Из материалов историографии следует, что монгольское нашествие прервало завершающий процесс формирования кипчакской народности и направило процесс по пути участия кипчакского этнического компонента в образовании современных тюркоязычных народов.

В области археологии наблюдаются положительные сдвиги, которые стали возможны благодаря совершенствованию научной методики археологических раскопок, хранения и изучения артефактов. Проводятся полномасштабные археологические изыскания, изучаются материалы предшественников, музейные коллекции. Впервые в археологической науке каменные скульптуры рассматриваются как исторический источник, который проливает свет на неизвестные стороны жизни кипчакских племен. На основе изучения каменных изваяний кипчаков был сделан ряд важных открытий от локализации территориальных центров половецких кочевий до разрешения вопросов материальной и духовной культуры кипчаков. Обращено серьезное внимание на надгробные сооружения, инвентарь и погребальный обряд кипчаков, вопросы его эволюции и региональных особенностей.

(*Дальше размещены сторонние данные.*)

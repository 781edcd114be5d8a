//! Retrieval index for grounding generated answers in private documents.
//!
//! This crate provides:
//! - Fixed-size, overlapping character chunking ([`FixedSizeChunker`])
//! - The [`EmbeddingProvider`] seam, with an offline [`HashEmbeddingProvider`]
//!   and an OpenAI client behind the `openai` feature
//! - An exhaustive squared-Euclidean [`FlatIndex`] behind [`VectorIndex`]
//! - The [`RagPipeline`], which ingests a folder once and then answers
//!   threshold-gated similarity queries
//!
//! # Example
//!
//! ```rust,ignore
//! use std::sync::Arc;
//! use kbase_rag::{HashEmbeddingProvider, RagPipeline, grounding_context};
//!
//! let mut pipeline = RagPipeline::builder()
//!     .embedding_provider(Arc::new(HashEmbeddingProvider::default()))
//!     .documents_dir("docs")
//!     .build()?;
//! pipeline.ingest().await?;
//!
//! let results = pipeline.retrieve("What is the refund window?").await?;
//! if let Some(context) = grounding_context(&results) {
//!     println!("{context}");
//! }
//! ```

pub mod chunking;
pub mod config;
pub mod document;
pub mod embedding;
pub mod error;
pub mod index;
pub mod loader;
pub mod pipeline;

#[cfg(feature = "openai")]
pub mod openai;

pub use chunking::{FixedSizeChunker, TextChunk, TextChunks};
pub use config::{RagConfig, RagConfigBuilder};
pub use document::{Chunk, Document, RetrievalResult, grounding_context};
pub use embedding::{EmbeddingProvider, EmbeddingVector, HashEmbeddingProvider};
pub use error::{RagError, Result};
pub use index::{FlatIndex, Neighbor, VectorIndex, score_from_distance};
pub use loader::{LoadedFolder, load_documents};
pub use pipeline::{IngestReport, PipelineState, RagPipeline, RagPipelineBuilder};

#[cfg(feature = "openai")]
pub use openai::OpenAIEmbeddingProvider;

Археологические исследования наряду, с работами основанными на исторических и этнографических источниках, выступают прочной основой для выявления расселения кипчакских племен. Благодаря исследованиям советских археологов были выяснены географические ареалы обитания куманов, кипчаков и кимеков. Отмечены места их основных кочевий и некоторых городов.

Филологические исследования тюркологов и славистов указывают на прочные связи кипчаков с народами, с которыми им приходилось исторически взаимодействовать. Это, прежде всего влияние на формирование тюркских языков современных народов, заимствования тюркизмов в русском языке, вопросы этнонимии, воздействие на фольклор, в котором обнаруживаются кипчакские сюжеты. Было обращено внимание исследователей на армяно-кыпчакские памятники письменности, в них отразился разговорный язык кипчаков. Это позволило объективнее подойти к проблеме культурного наследия кипчаков.

Было общепризнано, что основным хозяйственным занятием кипчаков было кочевое скотоводство. Это оказало доминирующее влияние на развитие ремесел, земледелия, домашних промыслов, материальной и духовной культуры. Открытие номадного хозяйственно-культурного типа позволяет рассматривать кочевое общество, как общество уникальное имеющее свою систему ценностей, особое мировосприятие и мировоззрение, базирующееся на кочевом или полукочевом скотоводстве.